The downregulation of A-type K(+) channels (IA channels) accompanying enhanced somatic excitability can mediate epileptogenic conditions in mammalian central nervous system. As IA channels are dominantly targeted by dendritic and postsynaptic processings during synaptic plasticity, it is presumable that they may act as cellular linkers between synaptic responses and somatic processings under various excitable conditions. In the present study, we electrophysiologically tested if the downregulation of somatic IA channels was sensitive to synaptic activities in young hippocampal neurons.
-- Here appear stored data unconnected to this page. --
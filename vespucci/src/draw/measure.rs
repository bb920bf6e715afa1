use serde::{Deserialize, Serialize};
use vespucci_types::format::{format_elevation, group_thousands};
use vespucci_types::geodesic::Geodesic;
use vespucci_types::proj::{ProjectionRegistry, GAUSS_KRUEGER, GEOGRAPHIC, UTM};
use vespucci_types::{Datum, GeoPoint, GroundPoint};

use crate::draw::session::{DrawingSession, DrawingSessionConfig};
use crate::draw::{DrawMode, SessionState, ShapeId};
use crate::viewer::{MapViewer, PickEvent};

/// What a measurement session measures.
#[derive(Debug, Clone, Copy, PartialEq, Eq, Serialize, Deserialize)]
pub enum MeasureType {
    /// Path length of a drawn line.
    Distance,
    /// Area of a drawn ring.
    Area,
    /// Coordinates of a single picked position.
    Position,
}

impl MeasureType {
    /// The draw mode used to collect points for this measure.
    pub fn draw_mode(&self) -> DrawMode {
        match self {
            MeasureType::Distance => DrawMode::Line,
            MeasureType::Area => DrawMode::Polygon,
            MeasureType::Position => DrawMode::Point,
        }
    }

    /// The measure a given draw mode produces, if any.
    pub fn for_mode(mode: DrawMode) -> Option<Self> {
        match mode {
            DrawMode::Line => Some(MeasureType::Distance),
            DrawMode::Polygon => Some(MeasureType::Area),
            DrawMode::Point => Some(MeasureType::Position),
            DrawMode::Label => None,
        }
    }

    /// Units offered for this measure, first one is the default.
    pub fn units(&self) -> &'static [MeasurementUnit] {
        match self {
            MeasureType::Distance => &[MeasurementUnit::Meters, MeasurementUnit::Kilometers],
            MeasureType::Area => &[
                MeasurementUnit::SquareMeters,
                MeasurementUnit::Hectares,
                MeasurementUnit::SquareKilometers,
            ],
            MeasureType::Position => &[
                MeasurementUnit::Geographic,
                MeasurementUnit::Utm,
                MeasurementUnit::GaussKrueger,
            ],
        }
    }
}

/// A named formatting of a raw measured value.
#[derive(Debug, Clone, Copy, PartialEq, Eq, Serialize, Deserialize)]
pub enum MeasurementUnit {
    /// Distance in meters.
    Meters,
    /// Distance in kilometers.
    Kilometers,
    /// Area in square meters.
    SquareMeters,
    /// Area in hectares.
    Hectares,
    /// Area in square kilometers.
    SquareKilometers,
    /// Position as geographic degrees.
    Geographic,
    /// Position as UTM easting/northing.
    Utm,
    /// Position as Gauss-Krüger easting/northing.
    GaussKrueger,
}

impl MeasurementUnit {
    /// Display name of the unit.
    pub fn name(&self) -> &'static str {
        match self {
            MeasurementUnit::Meters => "m",
            MeasurementUnit::Kilometers => "km",
            MeasurementUnit::SquareMeters => "m²",
            MeasurementUnit::Hectares => "ha",
            MeasurementUnit::SquareKilometers => "km²",
            MeasurementUnit::Geographic => "Geographic",
            MeasurementUnit::Utm => "UTM",
            MeasurementUnit::GaussKrueger => "Gauss-Krüger",
        }
    }

    /// The measure this unit formats.
    pub fn measure_type(&self) -> MeasureType {
        match self {
            MeasurementUnit::Meters | MeasurementUnit::Kilometers => MeasureType::Distance,
            MeasurementUnit::SquareMeters
            | MeasurementUnit::Hectares
            | MeasurementUnit::SquareKilometers => MeasureType::Area,
            MeasurementUnit::Geographic | MeasurementUnit::Utm | MeasurementUnit::GaussKrueger => {
                MeasureType::Position
            }
        }
    }
}

/// The raw value of a measurement, kept so a unit switch can re-format without
/// re-measuring.
#[derive(Debug, Clone, Copy, PartialEq)]
pub enum RawMeasure {
    /// Path length in meters.
    Length(f64),
    /// Ring area in square meters.
    Area(f64),
    /// A picked position.
    Position(GroundPoint),
}

/// A drawing session specialization that measures instead of keeping styled entities.
///
/// Every point change recomputes the raw measure and pushes a freshly formatted result
/// string; switching the unit re-formats the stored raw value.
pub struct MeasurementSession {
    session: DrawingSession,
    measure_type: MeasureType,
    geodesic: Geodesic,
    registry: ProjectionRegistry,
    unit: MeasurementUnit,
    last_raw: Option<RawMeasure>,
    result: String,
}

impl MeasurementSession {
    /// Creates a measurement session for the given measure.
    pub fn new(measure_type: MeasureType) -> Self {
        let config = DrawingSessionConfig::default().with_multi_shape(false);
        Self {
            session: DrawingSession::new(config),
            measure_type,
            geodesic: Geodesic::new(Datum::WGS84),
            registry: ProjectionRegistry::new(Datum::WGS84),
            unit: measure_type.units()[0],
            last_raw: None,
            result: String::new(),
        }
    }

    /// What this session measures.
    pub fn measure_type(&self) -> MeasureType {
        self.measure_type
    }

    /// The currently selected unit.
    pub fn unit(&self) -> MeasurementUnit {
        self.unit
    }

    /// The formatted result of the last measurement; empty while nothing was measured.
    pub fn result(&self) -> &str {
        &self.result
    }

    /// The raw value of the last measurement.
    pub fn raw(&self) -> Option<RawMeasure> {
        self.last_raw
    }

    /// The underlying drawing session, for preview and state inspection.
    pub fn session(&self) -> &DrawingSession {
        &self.session
    }

    /// Starts a fresh measurement, discarding the previous one.
    pub fn start(&mut self, viewer: &mut dyn MapViewer) {
        self.session.clear_shapes();
        self.last_raw = None;
        self.result.clear();
        self.session
            .enter_draw_mode(self.measure_type.draw_mode(), viewer);
    }

    /// Handles a pick event and recomputes the displayed result.
    pub fn handle_pick(&mut self, event: &PickEvent, viewer: &mut dyn MapViewer) {
        self.session.handle_pick(event, viewer);
        self.update_result();
    }

    /// Updates the floating point and recomputes the displayed result.
    pub fn set_floating_point(
        &mut self,
        position: Option<GroundPoint>,
        viewer: &mut dyn MapViewer,
    ) {
        self.session.set_floating_point(position, viewer);
        self.update_result();
    }

    /// Moves a working point (drag) and recomputes the displayed result.
    pub fn move_point(
        &mut self,
        id: crate::draw::PointId,
        position: GroundPoint,
        viewer: &mut dyn MapViewer,
    ) -> bool {
        let moved = self.session.move_point(id, position, viewer);
        if moved {
            self.update_result();
        }
        moved
    }

    /// Finalizes the measured geometry. The session stops drawing (measurement sessions
    /// are single-shot) but the result stays available.
    pub fn finalize(&mut self, viewer: &mut dyn MapViewer) -> Option<ShapeId> {
        let id = self.session.finalize(viewer);
        self.update_result();
        id
    }

    /// Stops measuring. The last result stays available.
    pub fn stop(&mut self, viewer: &mut dyn MapViewer) {
        self.session.stop_drawing(viewer);
    }

    /// Selects a different unit and re-formats the stored raw value without re-measuring.
    ///
    /// Units of a different measure type are ignored.
    pub fn set_unit(&mut self, unit: MeasurementUnit) {
        if unit.measure_type() != self.measure_type {
            log::debug!(
                "unit {unit:?} ignored: session measures {:?}",
                self.measure_type
            );
            return;
        }

        self.unit = unit;
        if let Some(raw) = self.last_raw {
            self.result = self.format_raw(&raw);
        }
    }

    fn update_result(&mut self) {
        match self.compute_raw() {
            Some(raw) => {
                self.result = self.format_raw(&raw);
                self.last_raw = Some(raw);
            }
            None => {
                self.result.clear();
                self.last_raw = None;
            }
        }
    }

    fn compute_raw(&self) -> Option<RawMeasure> {
        match self.measure_type {
            MeasureType::Distance => {
                let points = self.live_points()?;
                Some(RawMeasure::Length(
                    self.geodesic.path_length(&points, false),
                ))
            }
            MeasureType::Area => {
                let points = self.live_points()?;
                Some(RawMeasure::Area(self.geodesic.polygon_area(&points)))
            }
            MeasureType::Position => {
                let shape = self.session.shapes().last()?;
                shape.points().first().copied().map(RawMeasure::Position)
            }
        }
    }

    /// The points the measure is computed over: the working list (plus floating point)
    /// while drawing, or the committed geometry after finalize.
    fn live_points(&self) -> Option<Vec<GroundPoint>> {
        if matches!(self.session.state(), SessionState::Drawing(_)) {
            let mut points = self.session.working_points().to_vec();
            if let Some(floating) = self.session.floating_point() {
                if points.last() != Some(&floating) {
                    points.push(floating);
                }
            }
            if points.is_empty() {
                return None;
            }
            Some(points)
        } else {
            let shape = self.session.shapes().last()?;
            Some(shape.points().to_vec())
        }
    }

    fn format_raw(&mut self, raw: &RawMeasure) -> String {
        match (raw, self.unit) {
            (RawMeasure::Length(meters), MeasurementUnit::Meters) => {
                format!("{} m", group_thousands(*meters, 2))
            }
            (RawMeasure::Length(meters), MeasurementUnit::Kilometers) => {
                format!("{:.3} km", meters / 1_000.0)
            }
            (RawMeasure::Area(sq_meters), MeasurementUnit::SquareMeters) => {
                format!("{} m²", group_thousands(*sq_meters, 1))
            }
            (RawMeasure::Area(sq_meters), MeasurementUnit::Hectares) => {
                format!("{:.3} ha", sq_meters / 10_000.0)
            }
            (RawMeasure::Area(sq_meters), MeasurementUnit::SquareKilometers) => {
                format!("{:.4} km²", sq_meters / 1_000_000.0)
            }
            (RawMeasure::Position(point), unit) => self.format_position(point, unit),
            _ => {
                // Unit/raw mismatch cannot normally happen; keep the previous text.
                self.result.clone()
            }
        }
    }

    fn format_position(&mut self, point: &GroundPoint, unit: MeasurementUnit) -> String {
        let projection_id = match unit {
            MeasurementUnit::Utm => UTM,
            MeasurementUnit::GaussKrueger => GAUSS_KRUEGER,
            _ => GEOGRAPHIC,
        };

        let coords = self.registry.project(point.lon(), point.lat(), projection_id);
        let mut text = match coords.zone {
            Some(zone) => format!("{zone} {} {}", coords.x, coords.y),
            None => format!("{}, {}", coords.y, coords.x),
        };

        if let Some(elevation) = format_elevation(point.height(), None) {
            text.push_str(", ");
            text.push_str(&elevation);
        }

        text
    }
}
In primarily cultured hippocampal neurons (DIV 6~9), the peak of IA recorded by a whole-cell patch was significantly reduced by high KCl or exogenous glutamate treatment to enhance synaptic activities. However, the pretreatment of MK801 to block synaptic NMDA receptors abolished the glutamate-induced reduction of the IA peak, indicating the necessity of synaptic activation for the reduction of somatic IA. This was again confirmed by glycine treatment, showing a significant reduction of the somatic IA peak. Additionally, the gating property of IA channels was also sensitive to the activation of synaptic NMDA receptors, showing the hyperpolarizing shift in inactivation kinetics. These results suggest that synaptic LTP possibly potentiates somatic excitability via downregulating IA channels in expression and gating kinetics. The consequential changes of somatic excitability following the activity-dependent modulation of synaptic responses may be a series of processings for neuronal functions to determine outputs in memory mechanisms or pathogenic conditions.